Task objective: Print the data exactly as it is given, please.

[Dataset entries]
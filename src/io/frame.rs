//! Laser profile sensor telemetry frame
//!
//! Protocol (one UDP datagram, little-endian, at least 32 bytes):
//! - 0..4   f32 area (mm²)
//! - 4..8   f32 right alignment (mm)
//! - 8..12  reserved
//! - 12..16 f32 left alignment (mm)
//! - 16..20 reserved
//! - 20..24 u32 profile count
//! - 24..28 u32 encoder pulse count
//! - 28..32 f32 sensor distance (mm)
//!
//! Trailing bytes beyond 32 are ignored.

use crate::domain::types::SensorFrame;
use bytes::{Buf, BufMut, BytesMut};
use thiserror::Error;

pub const FRAME_LEN: usize = 32;

const RESERVED_LEN: usize = 4;

#[derive(Debug, Error, PartialEq, Eq)]
pub enum FrameError {
    #[error("Malformed frame: {len} bytes, need at least 32")]
    Malformed { len: usize },
}

/// Decode a telemetry datagram into its typed fields
pub fn decode_frame(data: &[u8]) -> Result<SensorFrame, FrameError> {
    if data.len() < FRAME_LEN {
        return Err(FrameError::Malformed { len: data.len() });
    }

    let mut buf = &data[..FRAME_LEN];
    let area = buf.get_f32_le();
    let right_align = buf.get_f32_le();
    buf.advance(RESERVED_LEN);
    let left_align = buf.get_f32_le();
    buf.advance(RESERVED_LEN);
    let profile_count = buf.get_u32_le();
    let pulse_count = buf.get_u32_le();
    let distance = buf.get_f32_le();

    Ok(SensorFrame { area, right_align, left_align, profile_count, pulse_count, distance })
}

/// Encode a frame in the sensor's wire layout (reserved bytes zeroed)
pub fn encode_frame(frame: &SensorFrame) -> BytesMut {
    let mut buf = BytesMut::with_capacity(FRAME_LEN);
    buf.put_f32_le(frame.area);
    buf.put_f32_le(frame.right_align);
    buf.put_bytes(0, RESERVED_LEN);
    buf.put_f32_le(frame.left_align);
    buf.put_bytes(0, RESERVED_LEN);
    buf.put_u32_le(frame.profile_count);
    buf.put_u32_le(frame.pulse_count);
    buf.put_f32_le(frame.distance);
    buf
}

#[cfg(test)]
mod tests {
    use super::*;

    fn le_f32(data: &[u8], offset: usize) -> f32 {
        f32::from_le_bytes([data[offset], data[offset + 1], data[offset + 2], data[offset + 3]])
    }

    fn le_u32(data: &[u8], offset: usize) -> u32 {
        u32::from_le_bytes([data[offset], data[offset + 1], data[offset + 2], data[offset + 3]])
    }

    /// Deterministic pseudo-random bytes (xorshift)
    fn pseudo_random_bytes(seed: u32, len: usize) -> Vec<u8> {
        let mut state = seed.max(1);
        (0..len)
            .map(|_| {
                state ^= state << 13;
                state ^= state >> 17;
                state ^= state << 5;
                (state & 0xFF) as u8
            })
            .collect()
    }

    #[test]
    fn test_decode_matches_manual_unpack() {
        for seed in 1..200u32 {
            let data = pseudo_random_bytes(seed, FRAME_LEN);
            let frame = decode_frame(&data).unwrap();

            // NaN payloads compare by bit pattern
            assert_eq!(frame.area.to_bits(), le_f32(&data, 0).to_bits());
            assert_eq!(frame.right_align.to_bits(), le_f32(&data, 4).to_bits());
            assert_eq!(frame.left_align.to_bits(), le_f32(&data, 12).to_bits());
            assert_eq!(frame.profile_count, le_u32(&data, 20));
            assert_eq!(frame.pulse_count, le_u32(&data, 24));
            assert_eq!(frame.distance.to_bits(), le_f32(&data, 28).to_bits());
        }
    }

    #[test]
    fn test_reserved_bytes_ignored() {
        let frame = SensorFrame {
            area: 500.0,
            right_align: 2.0,
            left_align: -2.0,
            profile_count: 10,
            pulse_count: 1000,
            distance: 50.0,
        };
        let mut data = encode_frame(&frame).to_vec();
        data[8..12].copy_from_slice(&[0xDE, 0xAD, 0xBE, 0xEF]);
        data[16..20].copy_from_slice(&[0xFF; 4]);
        assert_eq!(decode_frame(&data).unwrap(), frame);
    }

    #[test]
    fn test_trailing_bytes_ignored() {
        let frame = SensorFrame {
            area: 1.0,
            right_align: 0.5,
            left_align: 0.25,
            profile_count: 1,
            pulse_count: 2,
            distance: 48.0,
        };
        let mut data = encode_frame(&frame).to_vec();
        data.extend_from_slice(&[1, 2, 3, 4, 5, 6, 7, 8]);
        assert_eq!(decode_frame(&data).unwrap(), frame);
    }

    #[test]
    fn test_short_buffers_rejected() {
        let data = [0u8; FRAME_LEN];
        for len in 0..FRAME_LEN {
            assert_eq!(decode_frame(&data[..len]), Err(FrameError::Malformed { len }));
        }
    }

    #[test]
    fn test_encode_layout() {
        let frame = SensorFrame {
            area: 123.5,
            right_align: -7.0,
            left_align: 3.0,
            profile_count: 0x0102_0304,
            pulse_count: 0xA0B0_C0D0,
            distance: 51.0,
        };
        let data = encode_frame(&frame);
        assert_eq!(data.len(), FRAME_LEN);
        assert_eq!(&data[20..24], &[0x04, 0x03, 0x02, 0x01]);
        assert_eq!(&data[24..28], &[0xD0, 0xC0, 0xB0, 0xA0]);
        assert_eq!(&data[8..12], &[0; 4]);
        assert_eq!(le_f32(&data, 28), 51.0);
    }
}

Result for this exercise:
filename src/io/frame.rs
//! Laser profile sensor telemetry frame
//!
//! Protocol (one UDP datagram, little-endian, at least 32 bytes):
//! - 0..4   f32 area (mm²)
//! - 4..8   f32 right alignment (mm)
//! - 8..12  reserved
//! - 12..16 f32 left alignment (mm)
//! - 16..20 reserved
//! - 20..24 u32 profile count
//! - 24..28 u32 encoder pulse count
//! - 28..32 f32 sensor distance (mm)
//!
//! Trailing bytes beyond 32 are ignored.

use crate::domain::types::SensorFrame;
use bytes::{Buf, BufMut, BytesMut};
use thiserror::Error;

pub const FRAME_LEN: usize = 32;

const RESERVED_LEN: usize = 4;

#[derive(Debug, Error, PartialEq, Eq)]
pub enum FrameError {
    #[error("Malformed frame: {len} bytes, need at least 32")]
    Malformed { len: usize },
}

/// Decode a telemetry datagram into its typed fields
pub fn decode_frame(data: &[u8]) -> Result<SensorFrame, FrameError> {
    if data.len() < FRAME_LEN {
        return Err(FrameError::Malformed { len: data.len() });
    }

    let mut buf = &data[..FRAME_LEN];
    let area = buf.get_f32_le();
    let right_align = buf.get_f32_le();
    buf.advance(RESERVED_LEN);
    let left_align = buf.get_f32_le();
    buf.advance(RESERVED_LEN);
    let profile_count = buf.get_u32_le();
    let pulse_count = buf.get_u32_le();
    let distance = buf.get_f32_le();

    Ok(SensorFrame { area, right_align, left_align, profile_count, pulse_count, distance })
}

/// Encode a frame in the sensor's wire layout (reserved bytes zeroed)
pub fn encode_frame(frame: &SensorFrame) -> BytesMut {
    let mut buf = BytesMut::with_capacity(FRAME_LEN);
    buf.put_f32_le(frame.area);
    buf.put_f32_le(frame.right_align);
    buf.put_bytes(0, RESERVED_LEN);
    buf.put_f32_le(frame.left_align);
    buf.put_bytes(0, RESERVED_LEN);
    buf.put_u32_le(frame.profile_count);
    buf.put_u32_le(frame.pulse_count);
    buf.put_f32_le(frame.distance);
    buf
}

#[cfg(test)]
mod tests {
    use super::*;

    fn le_f32(data: &[u8], offset: usize) -> f32 {
        f32::from_le_bytes([data[offset], data[offset + 1], data[offset + 2], data[offset + 3]])
    }

    fn le_u32(data: &[u8], offset: usize) -> u32 {
        u32::from_le_bytes([data[offset], data[offset + 1], data[offset + 2], data[offset + 3]])
    }

    /// Deterministic pseudo-random bytes (xorshift)
    fn pseudo_random_bytes(seed: u32, len: usize) -> Vec<u8> {
        let mut state = seed.max(1);
        (0..len)
            .map(|_| {
                state ^= state << 13;
                state ^= state >> 17;
                state ^= state << 5;
                (state & 0xFF) as u8
            })
            .collect()
    }

    #[test]
    fn test_decode_matches_manual_unpack() {
        for seed in 1..200u32 {
            let data = pseudo_random_bytes(seed, FRAME_LEN);
            let frame = decode_frame(&data).unwrap();

            // NaN payloads compare by bit pattern
            assert_eq!(frame.area.to_bits(), le_f32(&data, 0).to_bits());
            assert_eq!(frame.right_align.to_bits(), le_f32(&data, 4).to_bits());
            assert_eq!(frame.left_align.to_bits(), le_f32(&data, 12).to_bits());
            assert_eq!(frame.profile_count, le_u32(&data, 20));
            assert_eq!(frame.pulse_count, le_u32(&data, 24));
            assert_eq!(frame.distance.to_bits(), le_f32(&data, 28).to_bits());
        }
    }

    #[test]
    fn test_reserved_bytes_ignored() {
        let frame = SensorFrame {
            area: 500.0,
            right_align: 2.0,
            left_align: -2.0,
            profile_count: 10,
            pulse_count: 1000,
            distance: 50.0,
        };
        let mut data = encode_frame(&frame).to_vec();
        data[8..12].copy_from_slice(&[0xDE, 0xAD, 0xBE, 0xEF]);
        data[16..20].copy_from_slice(&[0xFF; 4]);
        assert_eq!(decode_frame(&data).unwrap(), frame);
    }

    #[test]
    fn test_trailing_bytes_ignored() {
        let frame = SensorFrame {
            area: 1.0,
            right_align: 0.5,
            left_align: 0.25,
            profile_count: 1,
            pulse_count: 2,
            distance: 48.0,
        };
        let mut data = encode_frame(&frame).to_vec();
        data.extend_from_slice(&[1, 2, 3, 4, 5, 6, 7, 8]);
        assert_eq!(decode_frame(&data).unwrap(), frame);
    }

    #[test]
    fn test_short_buffers_rejected() {
        let data = [0u8; FRAME_LEN];
        for len in 0..FRAME_LEN {
            assert_eq!(decode_frame(&data[..len]), Err(FrameError::Malformed { len }));
        }
    }

    #[test]
    fn test_encode_layout() {
        let frame = SensorFrame {
            area: 123.5,
            right_align: -7.0,
            left_align: 3.0,
            profile_count: 0x0102_0304,
            pulse_count: 0xA0B0_C0D0,
            distance: 51.0,
        };
        let data = encode_frame(&frame);
        assert_eq!(data.len(), FRAME_LEN);
        assert_eq!(&data[20..24], &[0x04, 0x03, 0x02, 0x01]);
        assert_eq!(&data[24..28], &[0xD0, 0xC0, 0xB0, 0xA0]);
        assert_eq!(&data[8..12], &[0; 4]);
        assert_eq!(le_f32(&data, 28), 51.0);
    }
}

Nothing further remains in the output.